Si el 30 de noviembre de 1980 hubiera ganado el Sí, sin duda, el panorama habría sido distinto, fatalmente distinto. Los
militares, y todo lo que venía con los militares desde el lado civil, se habrían perpetuado legalmente, como en Chile, por
algunos años más. Especular cuántos es inútil: la cuestión es que no habrían vuelto los exiliados cuando volvieron, no habría
habido actividad política ni gremial ni sindical, ni canto popular, ni la 30, ni el obelisco el 27 de noviembre de 1983. Por algún
tiempo, al menos, los militares habrían gozado de una impunidad sin límites. No habrían salido el 1º de marzo de 1985 los
presos políticos, porque no habría habido debates televisivos al respecto, ni pacto del Club Naval, ni desproscripciones, ni nada
que no fuera estrictamente clandestino, tal como lo fue hasta entonces: el aire de derrota se habría extendido hasta lo
inverosímil sobre toda la gente de izquierda, se habría prolongado la “propiedad” de los militares sobre Artigas, sobre la
tradición, sobre el ser nacional.

Tal vez habría habido Mundialito, pero sin interés compensatorio, como un festejo. Lo que sí ocurrió, el aire inverso, de
victoria después del No, de reconquista de un terreno, de redefinición de lo nacional y de la cultura y de la actividad política,
gremial y periodística, habría quedado muy lejos en el imaginario colectivo. Eso (los militares, la derecha, la tortura, la
proscripción, las destituciones en todos los órdenes) se habría convertido en la única realidad, una realidad oscura, sin
participación de nadie: al haber votado el Sí, la ciudadanía habría dado su aval a una forma de ser.

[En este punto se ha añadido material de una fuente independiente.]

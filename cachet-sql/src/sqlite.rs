//! SQLite connection backed by the bundled `rusqlite` client.

use std::{
    path::Path,
    sync::{Arc, Mutex},
};

use async_trait::async_trait;
use rusqlite::{
    Connection, ToSql, params_from_iter,
    types::{Null, ToSqlOutput},
};

use crate::{Dialect, SqlConnection, SqlError, SqlParam, StoredRow};

impl ToSql for SqlParam {
    fn to_sql(&self) -> rusqlite::Result<ToSqlOutput<'_>> {
        Ok(match self {
            SqlParam::Text(text) => ToSqlOutput::from(text.as_str()),
            SqlParam::Bytes(bytes) => ToSqlOutput::from(bytes.as_slice()),
            SqlParam::Int(int) => ToSqlOutput::from(*int),
            SqlParam::Null => ToSqlOutput::from(Null),
        })
    }
}

/// Shared SQLite connection.
///
/// Statements run on the blocking pool, one at a time per connection.
#[derive(Clone)]
pub struct SqliteConnection {
    connection: Arc<Mutex<Connection>>,
}

impl SqliteConnection {
    pub fn open(path: impl AsRef<Path>) -> Result<Self, SqlError> {
        Ok(Self::from_connection(Connection::open(path)?))
    }

    /// Private in-memory database, gone when the last clone is dropped.
    pub fn open_in_memory() -> Result<Self, SqlError> {
        Ok(Self::from_connection(Connection::open_in_memory()?))
    }

    pub fn from_connection(connection: Connection) -> Self {
        Self {
            connection: Arc::new(Mutex::new(connection)),
        }
    }

    async fn with_connection<T, F>(&self, f: F) -> Result<T, SqlError>
    where
        T: Send + 'static,
        F: FnOnce(&Connection) -> Result<T, SqlError> + Send + 'static,
    {
        let connection = self.connection.clone();
        tokio::task::spawn_blocking(move || {
            let guard = connection.lock().map_err(|_| SqlError::Poisoned)?;
            f(&guard)
        })
        .await?
    }
}

#[async_trait]
impl SqlConnection for SqliteConnection {
    fn dialect(&self) -> Dialect {
        Dialect::Sqlite
    }

    async fn execute(&self, sql: &str, params: &[SqlParam]) -> Result<u64, SqlError> {
        let sql = sql.to_owned();
        let params = params.to_vec();
        self.with_connection(move |connection| {
            let affected = connection.execute(&sql, params_from_iter(params.iter()))?;
            Ok(affected as u64)
        })
        .await
    }

    async fn query_row(&self, sql: &str, params: &[SqlParam]) -> Result<Option<StoredRow>, SqlError> {
        let sql = sql.to_owned();
        let params = params.to_vec();
        self.with_connection(move |connection| {
            let row = connection.query_row(&sql, params_from_iter(params.iter()), |row| {
                Ok(StoredRow {
                    value: row.get(0)?,
                    expires_at: row.get(1)?,
                })
            });
            match row {
                Ok(row) => Ok(Some(row)),
                Err(rusqlite::Error::QueryReturnedNoRows) => Ok(None),
                Err(error) => Err(error.into()),
            }
        })
        .await
    }
}
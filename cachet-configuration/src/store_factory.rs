//! Building stores from their configuration.

use std::sync::Arc;

use cachet::{ItemPool, Store, StoreBuilder};
use indexmap::IndexMap;

use crate::{
    config::{CacheConfig, StoreConfig},
    error::ConfigError,
    factory::{
        BuiltInDriverFactory, ChainDriverFactory, DriverFactory, UnavailableDriverFactory,
        create_driver,
    },
};

/// Resolves store names into freshly built [`Store`]s.
///
/// Every call builds a new driver; [`Cache`](crate::Cache) memoizes on top.
#[derive(Clone)]
pub struct CacheStoreFactory {
    stores: Arc<IndexMap<String, StoreConfig>>,
    factories: Arc<[Arc<dyn DriverFactory>]>,
}

impl CacheStoreFactory {
    /// Starts a factory over the stores of `config`.
    pub fn builder(config: &CacheConfig) -> CacheStoreFactoryBuilder {
        CacheStoreFactoryBuilder {
            stores: config.stores.clone(),
            factories: Vec::new(),
        }
    }

    /// Factory with only the built-in drivers and `chain`.
    pub fn from_config(config: &CacheConfig) -> Self {
        Self::builder(config).build()
    }

    /// Configuration of `name`.
    pub fn config(&self, name: &str) -> Result<&StoreConfig, ConfigError> {
        self.stores
            .get(name)
            .ok_or_else(|| ConfigError::UnknownStore(name.to_owned()))
    }

    /// Names of all configured stores.
    pub fn store_names(&self) -> impl Iterator<Item = &str> {
        self.stores.keys().map(String::as_str)
    }

    /// Builds the store `name`.
    pub async fn store(&self, name: &str) -> Result<Store, ConfigError> {
        let config = self.config(name)?;
        let driver = create_driver(&self.factories, config).await?;
        Ok(StoreBuilder::shared(driver)
            .namespace(config.namespace.as_str())
            .maybe_default_ttl(config.ttl())
            .format(config.format)
            .build())
    }

    /// Builds the store `name` and wraps it in an item pool.
    pub async fn pool<T>(&self, name: &str) -> Result<ItemPool<T>, ConfigError> {
        Ok(self.store(name).await?.pool())
    }
}

/// Builder for [`CacheStoreFactory`].
pub struct CacheStoreFactoryBuilder {
    stores: IndexMap<String, StoreConfig>,
    factories: Vec<Arc<dyn DriverFactory>>,
}

impl CacheStoreFactoryBuilder {
    /// Registers a factory. Factories registered first win when several
    /// support the same driver name; all of them win over the built-ins.
    pub fn factory(mut self, factory: impl DriverFactory + 'static) -> Self {
        self.factories.push(Arc::new(factory));
        self
    }

    /// Registers an already shared factory.
    pub fn shared_factory(mut self, factory: Arc<dyn DriverFactory>) -> Self {
        self.factories.push(factory);
        self
    }

    /// Builds the factory; `chain` tiers resolve through every other factory.
    pub fn build(self) -> CacheStoreFactory {
        let mut factories = self.factories;
        factories.push(Arc::new(BuiltInDriverFactory));
        factories.push(Arc::new(UnavailableDriverFactory));

        let chain: Arc<dyn DriverFactory> = Arc::new(ChainDriverFactory::new(factories.clone()));
        factories.push(chain);

        CacheStoreFactory {
            stores: Arc::new(self.stores),
            factories: factories.into(),
        }
    }
}
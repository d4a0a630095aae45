//! Time-to-live values and their normalization to whole seconds.
//!
//! Every layer that accepts a TTL funnels it through [`normalize`] so the
//! driver boundary only ever sees `Option<u64>` seconds, where `None` means
//! the entry never expires.

use chrono::{DateTime, Months, TimeDelta, Utc};

/// A relative time-to-live, as accepted by the public cache API.
#[derive(Debug, Clone, Copy, PartialEq, Eq)]
pub enum Ttl {
    /// Plain seconds. Passed through unchanged.
    Seconds(u64),
    /// A signed duration, measured against the current instant.
    Duration(TimeDelta),
    /// Calendar months, so "one month" from January 31st lands on the last
    /// day of February.
    Months(u32),
}

impl Ttl {
    /// Builds a calendar-month TTL.
    pub fn months(months: u32) -> Self {
        Ttl::Months(months)
    }

    /// Converts the TTL into seconds relative to `now`, floored at zero.
    pub fn seconds_from(&self, now: DateTime<Utc>) -> u64 {
        match *self {
            Ttl::Seconds(seconds) => seconds,
            Ttl::Duration(delta) => match now.checked_add_signed(delta) {
                Some(later) => non_negative(later - now),
                None => non_negative(delta),
            },
            Ttl::Months(months) => match now.checked_add_months(Months::new(months)) {
                Some(later) => non_negative(later - now),
                None => u64::MAX,
            },
        }
    }
}

fn non_negative(delta: TimeDelta) -> u64 {
    u64::try_from(delta.num_seconds()).unwrap_or(0)
}

impl From<u64> for Ttl {
    fn from(seconds: u64) -> Self {
        Ttl::Seconds(seconds)
    }
}

impl From<u32> for Ttl {
    fn from(seconds: u32) -> Self {
        Ttl::Seconds(u64::from(seconds))
    }
}

/// Negative seconds clamp to zero: the entry is born expired.
impl From<i64> for Ttl {
    fn from(seconds: i64) -> Self {
        Ttl::Seconds(u64::try_from(seconds).unwrap_or(0))
    }
}

impl From<i32> for Ttl {
    fn from(seconds: i32) -> Self {
        Ttl::from(i64::from(seconds))
    }
}

impl From<std::time::Duration> for Ttl {
    fn from(duration: std::time::Duration) -> Self {
        Ttl::Seconds(duration.as_secs())
    }
}

impl From<TimeDelta> for Ttl {
    fn from(delta: TimeDelta) -> Self {
        Ttl::Duration(delta)
    }
}

/// Normalizes an optional TTL into seconds from now.
#[inline]
pub fn normalize(ttl: Option<Ttl>) -> Option<u64> {
    normalize_at(ttl, Utc::now())
}

/// Same as [`normalize`], against an explicit instant.
pub fn normalize_at(ttl: Option<Ttl>, now: DateTime<Utc>) -> Option<u64> {
    ttl.map(|ttl| ttl.seconds_from(now))
}

/// Absolute expiry for a TTL in seconds.
///
/// A TTL too large to represent as a timestamp is treated as no expiry.
pub fn expires_at(ttl_secs: Option<u64>, now: DateTime<Utc>) -> Option<DateTime<Utc>> {
    let seconds = i64::try_from(ttl_secs?).ok()?;
    now.checked_add_signed(TimeDelta::try_seconds(seconds)?)
}

#[cfg(test)]
mod tests {
    use super::*;
    use chrono::TimeZone;
    use pretty_assertions::assert_eq;

    fn at(y: i32, m: u32, d: u32) -> DateTime<Utc> {
        Utc.with_ymd_and_hms(y, m, d, 0, 0, 0).unwrap()
    }

    #[test]
    fn none_means_no_expiration() {
        assert_eq!(normalize(None), None);
    }

    #[test]
    fn seconds_pass_through_unchanged() {
        assert_eq!(normalize(Some(Ttl::Seconds(0))), Some(0));
        assert_eq!(normalize(Some(Ttl::Seconds(3600))), Some(3600));
    }

    #[test]
    fn negative_inputs_floor_at_zero() {
        assert_eq!(normalize(Some(Ttl::from(-5i64))), Some(0));
        assert_eq!(
            normalize(Some(Ttl::Duration(TimeDelta::seconds(-30)))),
            Some(0)
        );
    }

    #[test]
    fn sub_second_durations_truncate() {
        let ttl = Ttl::from(std::time::Duration::from_millis(1_900));
        assert_eq!(normalize(Some(ttl)), Some(1));
        let ttl = Ttl::Duration(TimeDelta::milliseconds(100));
        assert_eq!(normalize(Some(ttl)), Some(0));
    }

    #[test]
    fn duration_matches_equivalent_seconds() {
        let now = at(2024, 6, 1);
        let as_delta = normalize_at(Some(Ttl::Duration(TimeDelta::minutes(5))), now);
        let as_secs = normalize_at(Some(Ttl::Seconds(300)), now);
        assert_eq!(as_delta, as_secs);
    }

    #[test]
    fn months_follow_the_calendar() {
        let ttl = Some(Ttl::months(1));
        assert_eq!(normalize_at(ttl, at(2024, 2, 1)), Some(29 * 86_400));
        assert_eq!(normalize_at(ttl, at(2023, 2, 1)), Some(28 * 86_400));
    }

    #[test]
    fn expires_at_handles_overflow_as_never() {
        let now = at(2024, 1, 1);
        assert_eq!(expires_at(None, now), None);
        assert_eq!(expires_at(Some(60), now), Some(now + TimeDelta::seconds(60)));
        assert_eq!(expires_at(Some(u64::MAX), now), None);
    }
}
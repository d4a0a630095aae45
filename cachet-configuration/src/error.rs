//! Error types for configuration and store resolution.

use cachet::CacheError;
use cachet_driver::DriverError;
use thiserror::Error;

/// Error raised while loading configuration or resolving a named store.
#[derive(Debug, Error)]
pub enum ConfigError {
    /// The YAML document could not be deserialized.
    #[error("failed to parse cache configuration: {0}")]
    Parse(String),

    /// No store with this name is configured.
    #[error("unknown cache store '{0}'")]
    UnknownStore(String),

    /// No registered factory supports this driver name.
    #[error("unknown cache driver '{0}'")]
    UnknownDriver(String),

    /// The driver exists but was compiled out or has no handle injected.
    #[error("cache backend '{0}' is not available")]
    BackendNotAvailable(String),

    /// The store options don't make sense for the driver.
    #[error("invalid options for '{driver}' driver: {reason}")]
    InvalidOptions {
        /// Driver name from the store configuration.
        driver: String,
        /// What is wrong.
        reason: String,
    },

    /// Building the driver failed.
    #[error(transparent)]
    Driver(#[from] DriverError),

    /// A cache operation on the resolved store failed.
    #[error(transparent)]
    Cache(#[from] CacheError),
}

impl ConfigError {
    pub(crate) fn invalid(driver: &str, reason: impl Into<String>) -> Self {
        ConfigError::InvalidOptions {
            driver: driver.to_owned(),
            reason: reason.into(),
        }
    }
}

Ahora bien: esa forma de ser, de derecha, de privilegio del ascenso económico y social, del individualismo sobre todas las
cosas, de desprestigio de la cultura, de la tabula rasa para marcar la media intelectual que abasteciera al mercado como único
medio de vida, y eso es lo que marca esta reflexión, quedó entre nosotros, permeó la izquierda, convirtió en locura todo
reclamo de otra cosa en nombre de la izquierda “de antes del golpe”. ¿El mundo cambió? ¿Las cosas ya no son lo que eran? ¿Y
cómo eran? ¿Y cómo son?

Que la prolongación demoníaca de la dictadura, a poco que uno la piense, se despoje del miedo a lo impensable (la
postergación de la restauración democrática, con todo lo que ello implica) realmente ocurrió en algún lugar del inconsciente
colectivo. Como si no se pudiera, efectivamente, pensar fuera del marco que la dictadura ofreció para propiciar libertades: toda
reivindicación, todo esfuerzo expresivo, toda iniciativa que en última instancia tuviera repercusiones políticas no pudo sacarse
de la confrontación con lo que “hasta ese momento” se permitía; como si se les estuviera sacando una tajada a los militares,
pero ante su mirada de “permiso”.
La salida, entonces, no fue sana, y no porque yo proponga la prolongación ni considere bueno el Sí ni porque quisiera que
siguieran los militares; no fue sana, y lo digo en nombre de la izquierda que ya había votado y que seguí votando, y que siguió
inspirando cada uno de mis actos y mis deseos, porque se creó un aura de triunfo que auspició la vuelta a la democracia sin
autocrítica: como si siempre hubiera estado todo bien. Las tonterías triunfalistas, la hemorragia lírica, la mitificación de la
resistencia, la falta de criterio para distinguir lo que convenía de lo que no convenía, la falta de criterio en general para casi
todo se arrastró generación tras generación hasta dejar lugar a quienes no les importaba nada cómo se había salido y, en aras de
la realidad nueva, dieron lugar al mercado y al esfuerzo individual, y, lo que es peor, siguen diciendo que lo hacen (por qué no)
en nombre, también, de la izquierda.

Se salió mal, no a destiempo; mal, amparados por la derecha, por Tarigo, por Sanguinetti, por Lacalle, por el juicio despectivo
de Wilson Ferreira ante el Club Naval, simplemente por el gusto de estar otra vez en un comité de base. O sea: la prolongación,
de hecho, ocurrió, y buena parte de nosotros, la gente de izquierda, sigue todavía en pie y en desacuerdo con la cabeza general
que le quedó a Uruguay después de eso. No nos pudimos, todavía, sacar la dictadura de encima.